『あたらしい憲法のはなし』


マッカーサーの日本再教育作戦に参加させられた文部省は、1947(昭和22)年8月2日、『あたらしい憲法のはなし』を出版した。

これは中学一年生の社会科用であったが、その人気が高かったので、中学校の全学年に分配された。

CIEは「約700万部が印刷された。日本の出版界の中で最大の発行印刷部数である」と誇らかに宣言した。
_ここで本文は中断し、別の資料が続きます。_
// SPDX-License-Identifier: MIT
// Copyright 2026 Roland Dreier <roland@rolandd.dev>

//! Firestore integration tests.
//!
//! These tests require the Firestore emulator to be running.
//! Run with: ./scripts/test-with-emulator.sh
//!
//! The emulator provides a clean state for each test run.

use rollcall::error::AppError;
use rollcall::models::{
    AccountStatus, ActivityKind, ActivityLogEntry, ActivityStatus, AuthProvider, DeletionRequest,
    DeletionStatus, UserProfile, UserRole,
};
use rollcall::time_utils::format_utc_rfc3339;

mod common;
use common::test_db;

/// Generate a unique uid for test isolation.
fn unique_uid(prefix: &str) -> String {
    use std::time::{SystemTime, UNIX_EPOCH};
    let nanos = SystemTime::now()
        .duration_since(UNIX_EPOCH)
        .unwrap()
        .as_nanos();
    format!("{}-{}", prefix, nanos)
}

/// Helper to create a basic test profile.
fn test_profile(uid: &str, name: &str) -> UserProfile {
    UserProfile {
        uid: uid.to_string(),
        email: format!("{}@example.com", uid),
        name: name.to_string(),
        role: UserRole::User,
        photo_url: None,
        bio: None,
        password_hash: None,
        email_verified: false,
        status: AccountStatus::Active,
        provider: AuthProvider::Password,
        created_at: "2026-01-01T00:00:00.000000Z".to_string(),
        updated_at: "2026-01-01T00:00:00.000000Z".to_string(),
        last_login_at: "2026-01-01T00:00:00.000000Z".to_string(),
    }
}

/// Helper to build an activity entry with a deterministic timestamp.
///
/// The sequence number feeds both the timestamp and the ID so the
/// `(timestamp desc, id desc)` ordering is fully predictable.
fn test_entry(uid: &str, seq: u32, kind: ActivityKind) -> ActivityLogEntry {
    let base = chrono::DateTime::from_timestamp(1_760_000_000 + seq as i64, 0).unwrap();
    ActivityLogEntry {
        id: format!("{}-entry-{:04}", uid, seq),
        user_id: uid.to_string(),
        kind,
        description: format!("Event number {}", seq),
        status: ActivityStatus::Success,
        timestamp: format_utc_rfc3339(base),
        metadata: None,
        ip_address: None,
        device: None,
        location: None,
    }
}

// ═══════════════════════════════════════════════════════════════════════════
// USER PROFILE TESTS
// ═══════════════════════════════════════════════════════════════════════════

#[tokio::test]
async fn test_profile_upsert_and_get() {
    require_emulator!();

    let db = test_db().await;
    let uid = unique_uid("profile");

    let before = db.get_user(&uid).await.unwrap();
    assert!(before.is_none(), "Profile should not exist before creation");

    let mut profile = test_profile(&uid, "Create Me");
    profile.bio = Some("Hello there".to_string());
    db.upsert_user(&profile).await.unwrap();

    let fetched = db.get_user(&uid).await.unwrap().expect("Profile missing");
    assert_eq!(fetched.uid, uid);
    assert_eq!(fetched.name, "Create Me");
    assert_eq!(fetched.bio.as_deref(), Some("Hello there"));
    assert_eq!(fetched.role, UserRole::User);
    assert_eq!(fetched.status, AccountStatus::Active);
}

#[tokio::test]
async fn test_profile_lookup_by_email() {
    require_emulator!();

    let db = test_db().await;
    let uid = unique_uid("by-email");

    let profile = test_profile(&uid, "Email Lookup");
    db.upsert_user(&profile).await.unwrap();

    let found = db.get_user_by_email(&profile.email).await.unwrap();
    assert_eq!(found.expect("No profile for email").uid, uid);

    let missing = db
        .get_user_by_email("nobody-with-this@example.com")
        .await
        .unwrap();
    assert!(missing.is_none());
}

#[tokio::test]
async fn test_profile_update_overwrites_fields() {
    require_emulator!();

    let db = test_db().await;
    let uid = unique_uid("update");

    db.upsert_user(&test_profile(&uid, "Old Name")).await.unwrap();

    let mut updated = test_profile(&uid, "New Name");
    updated.role = UserRole::Admin;
    updated.status = AccountStatus::Disabled;
    db.upsert_user(&updated).await.unwrap();

    let fetched = db.get_user(&uid).await.unwrap().unwrap();
    assert_eq!(fetched.name, "New Name");
    assert_eq!(fetched.role, UserRole::Admin);
    assert!(fetched.is_disabled());
}

#[tokio::test]
async fn test_profile_delete_is_idempotent() {
    require_emulator!();

    let db = test_db().await;
    let uid = unique_uid("delete");

    db.upsert_user(&test_profile(&uid, "Delete Me")).await.unwrap();
    assert!(db.get_user(&uid).await.unwrap().is_some());

    db.delete_user(&uid).await.unwrap();
    assert!(db.get_user(&uid).await.unwrap().is_none());

    // Deleting again must not fail.
    db.delete_user(&uid).await.unwrap();
}

#[tokio::test]
async fn test_users_collection_not_empty_after_insert() {
    require_emulator!();

    let db = test_db().await;
    let uid = unique_uid("first-user");

    db.upsert_user(&test_profile(&uid, "Seed")).await.unwrap();

    // Other tests may have seeded users too; all we can assert on a
    // shared emulator is the non-empty side of the probe.
    assert!(!db.users_collection_empty().await.unwrap());
}

#[tokio::test]
async fn test_search_users_by_name_prefix() {
    require_emulator!();

    let db = test_db().await;
    let uid_a = unique_uid("search-a");
    let uid_b = unique_uid("search-b");

    // The prefix itself must be unique per run or earlier runs pollute
    // the result set.
    let prefix = format!("Zx{}", unique_uid("p"));

    db.upsert_user(&test_profile(&uid_a, &format!("{} Alpha", prefix)))
        .await
        .unwrap();
    db.upsert_user(&test_profile(&uid_b, "Completely Different"))
        .await
        .unwrap();

    let hits = db.search_users_by_name(&prefix, 10, 0).await.unwrap();
    assert_eq!(hits.len(), 1);
    assert_eq!(hits[0].uid, uid_a);
}

#[tokio::test]
async fn test_merge_google_login_fills_missing_fields_only() {
    require_emulator!();

    let db = test_db().await;
    let uid = unique_uid("merge");

    let mut profile = test_profile(&uid, "");
    profile.provider = AuthProvider::Google;
    db.upsert_user(&profile).await.unwrap();

    let merged = db
        .merge_google_login(&uid, Some("Google Name"), Some("https://example.com/p.jpg"))
        .await
        .unwrap();
    assert_eq!(merged.name, "Google Name");
    assert_eq!(merged.photo_url.as_deref(), Some("https://example.com/p.jpg"));

    // A second merge with different values must not clobber anything.
    let again = db
        .merge_google_login(&uid, Some("Other Name"), Some("https://example.com/q.jpg"))
        .await
        .unwrap();
    assert_eq!(again.name, "Google Name");
    assert_eq!(again.photo_url.as_deref(), Some("https://example.com/p.jpg"));
}

#[tokio::test]
async fn test_merge_google_login_missing_profile_is_not_found() {
    require_emulator!();

    let db = test_db().await;
    let uid = unique_uid("merge-missing");

    let err = db.merge_google_login(&uid, Some("Name"), None).await;
    assert!(matches!(err, Err(AppError::NotFound(_))));
}

// ═══════════════════════════════════════════════════════════════════════════
// ACTIVITY LOG TESTS
// ═══════════════════════════════════════════════════════════════════════════

#[tokio::test]
async fn test_activity_append_and_get() {
    require_emulator!();

    let db = test_db().await;
    let uid = unique_uid("activity");

    let entry = test_entry(&uid, 1, ActivityKind::Login);
    db.append_activity(&entry).await.unwrap();

    let fetched = db
        .get_activity_entry(&entry.id)
        .await
        .unwrap()
        .expect("Entry missing");
    assert_eq!(fetched.user_id, uid);
    assert_eq!(fetched.kind, ActivityKind::Login);
    assert_eq!(fetched.timestamp, entry.timestamp);
}

#[tokio::test]
async fn test_activity_pagination_covers_all_pages_without_overlap() {
    require_emulator!();

    let db = test_db().await;
    let uid = unique_uid("paging");

    for seq in 0..25 {
        db.append_activity(&test_entry(&uid, seq, ActivityKind::Login))
            .await
            .unwrap();
    }

    let mut seen = Vec::new();

    let page1 = db
        .query_activity_logs(Some(&uid), None, None, 10, None)
        .await
        .unwrap();
    assert_eq!(page1.entries.len(), 10);
    assert!(page1.has_more);
    let cursor1 = page1.next_cursor.clone().expect("Missing cursor");
    seen.extend(page1.entries.iter().map(|e| e.id.clone()));

    let page2 = db
        .query_activity_logs(Some(&uid), None, None, 10, Some(&cursor1))
        .await
        .unwrap();
    assert_eq!(page2.entries.len(), 10);
    assert!(page2.has_more);
    let cursor2 = page2.next_cursor.clone().expect("Missing cursor");
    seen.extend(page2.entries.iter().map(|e| e.id.clone()));

    let page3 = db
        .query_activity_logs(Some(&uid), None, None, 10, Some(&cursor2))
        .await
        .unwrap();
    assert_eq!(page3.entries.len(), 5);
    assert!(!page3.has_more);
    assert!(page3.next_cursor.is_none());
    seen.extend(page3.entries.iter().map(|e| e.id.clone()));

    // 25 unique IDs: no page overlapped and none were skipped.
    let unique: std::collections::HashSet<_> = seen.iter().collect();
    assert_eq!(unique.len(), 25);

    // Newest first throughout.
    let timestamps: Vec<_> = page1
        .entries
        .iter()
        .chain(&page2.entries)
        .chain(&page3.entries)
        .map(|e| e.timestamp.clone())
        .collect();
    let mut sorted = timestamps.clone();
    sorted.sort_by(|a, b| b.cmp(a));
    assert_eq!(timestamps, sorted);
}

#[tokio::test]
async fn test_activity_filter_by_kind() {
    require_emulator!();

    let db = test_db().await;
    let uid = unique_uid("kind-filter");

    db.append_activity(&test_entry(&uid, 1, ActivityKind::Login))
        .await
        .unwrap();
    db.append_activity(&test_entry(&uid, 2, ActivityKind::ProfileUpdate))
        .await
        .unwrap();
    db.append_activity(&test_entry(&uid, 3, ActivityKind::Login))
        .await
        .unwrap();

    let page = db
        .query_activity_logs(Some(&uid), Some(ActivityKind::Login), None, 10, None)
        .await
        .unwrap();
    assert_eq!(page.entries.len(), 2);
    assert!(page.entries.iter().all(|e| e.kind == ActivityKind::Login));
}

#[tokio::test]
async fn test_activity_filter_by_description() {
    require_emulator!();

    let db = test_db().await;
    let uid = unique_uid("desc-filter");

    db.append_activity(&test_entry(&uid, 1, ActivityKind::Login))
        .await
        .unwrap();
    db.append_activity(&test_entry(&uid, 2, ActivityKind::Login))
        .await
        .unwrap();

    let page = db
        .query_activity_logs(Some(&uid), None, Some("Event number 2"), 10, None)
        .await
        .unwrap();
    assert_eq!(page.entries.len(), 1);
    assert_eq!(page.entries[0].description, "Event number 2");
}

#[tokio::test]
async fn test_activity_unknown_cursor_is_validation_error() {
    require_emulator!();

    let db = test_db().await;
    let uid = unique_uid("bad-cursor");

    let err = db
        .query_activity_logs(Some(&uid), None, None, 10, Some("no-such-entry-id"))
        .await;
    assert!(matches!(err, Err(AppError::Validation(msg)) if msg.contains("no-such-entry-id")));
}

#[tokio::test]
async fn test_all_activity_for_user_is_scoped_and_ordered() {
    require_emulator!();

    let db = test_db().await;
    let uid = unique_uid("export-scope");
    let other = unique_uid("export-other");

    for seq in 0..3 {
        db.append_activity(&test_entry(&uid, seq, ActivityKind::Login))
            .await
            .unwrap();
    }
    db.append_activity(&test_entry(&other, 0, ActivityKind::Login))
        .await
        .unwrap();

    let entries = db.all_activity_for_user(&uid).await.unwrap();
    assert_eq!(entries.len(), 3);
    assert!(entries.iter().all(|e| e.user_id == uid));
    assert!(entries[0].timestamp >= entries[1].timestamp);
    assert!(entries[1].timestamp >= entries[2].timestamp);
}

// ═══════════════════════════════════════════════════════════════════════════
// DELETION REQUEST TESTS
// ═══════════════════════════════════════════════════════════════════════════

#[tokio::test]
async fn test_deletion_request_round_trip() {
    require_emulator!();

    let db = test_db().await;
    let uid = unique_uid("del-request");

    assert!(db.get_deletion_request(&uid).await.unwrap().is_none());

    let request = DeletionRequest {
        user_id: uid.clone(),
        email: format!("{}@example.com", uid),
        requested_at: "2026-02-01T00:00:00.000000Z".to_string(),
        status: DeletionStatus::Pending,
        completed_at: None,
    };
    db.set_deletion_request(&request).await.unwrap();

    let fetched = db
        .get_deletion_request(&uid)
        .await
        .unwrap()
        .expect("Request missing");
    assert_eq!(fetched.status, DeletionStatus::Pending);
    assert_eq!(fetched.email, request.email);
    assert!(fetched.completed_at.is_none());
}

#[tokio::test]
async fn test_pending_list_excludes_finished_requests() {
    require_emulator!();

    let db = test_db().await;
    let uid_pending = unique_uid("del-pending");
    let uid_done = unique_uid("del-done");

    db.set_deletion_request(&DeletionRequest {
        user_id: uid_pending.clone(),
        email: format!("{}@example.com", uid_pending),
        requested_at: "2026-02-01T00:00:00.000000Z".to_string(),
        status: DeletionStatus::Pending,
        completed_at: None,
    })
    .await
    .unwrap();

    db.set_deletion_request(&DeletionRequest {
        user_id: uid_done.clone(),
        email: format!("{}@example.com", uid_done),
        requested_at: "2026-02-01T00:00:00.000000Z".to_string(),
        status: DeletionStatus::Completed,
        completed_at: Some("2026-02-02T00:00:00.000000Z".to_string()),
    })
    .await
    .unwrap();

    let pending = db.pending_deletion_requests().await.unwrap();
    assert!(pending.iter().any(|r| r.user_id == uid_pending));
    assert!(pending.iter().all(|r| r.user_id != uid_done));
    assert!(pending.iter().all(|r| r.status == DeletionStatus::Pending));
}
しかし、CIEは「大半の校長や教師は、政治の授業を学校の責任とは認めていない」という事実を発見した。


ベル博士の勧告


ハワード・ベル博士は、オア部長に

「1947年11月現在でも、無気力と恐怖は依然として色濃く漂っている。......多くの日本人が民主的責任というものは投票で終わってしまうと信じている。......唯一の解決は、生徒たちに早くから政治参加の習慣をつけさせることである。我々はこの責任を引き受けねばならない」

と勧告した。

CIEは文部省に「政治教育が主要な目標になる」と通達した。

政治教育は「社会科」と名付けられ、平和の美徳、平和主義の知恵、侵略の悪を小学生一年生から植え付けた。

私が小学1年生の時からこの教育が始まった。家にあった「肉弾三勇士」の絵本を教室に持って行き、級友たちに見せびらかしていたら、先生にこっ酷く叱られ、廊下に立たされた。

絵本も没収された。

211.png 『大阪朝日新聞』に掲載された肉弾三勇士



教育哲学・方針の模索



日本の歴史には、敗戦の惨めな思い出しかなく、恥ずべきものと見られ、忘れ去ることが新日本の誕生になると思われた。

「科学的」は「平和的」とみなされ、「新しい科学」が日本人の新しい「神話」になっていった。

原爆の黒い灰から逃げようとしながらも、その科学的な威力に釘付けにされていたのだろう。

日本国民は混乱し、文部省は新しい教育哲学・方針を求めて苦悩していた。マッカーサーさえも、「あなたは正しい」と言ってくれる人を探していた。

1946年3月、「教育使節団」がマッカーサー元帥を応援するためにアメリカから東京にやって来た。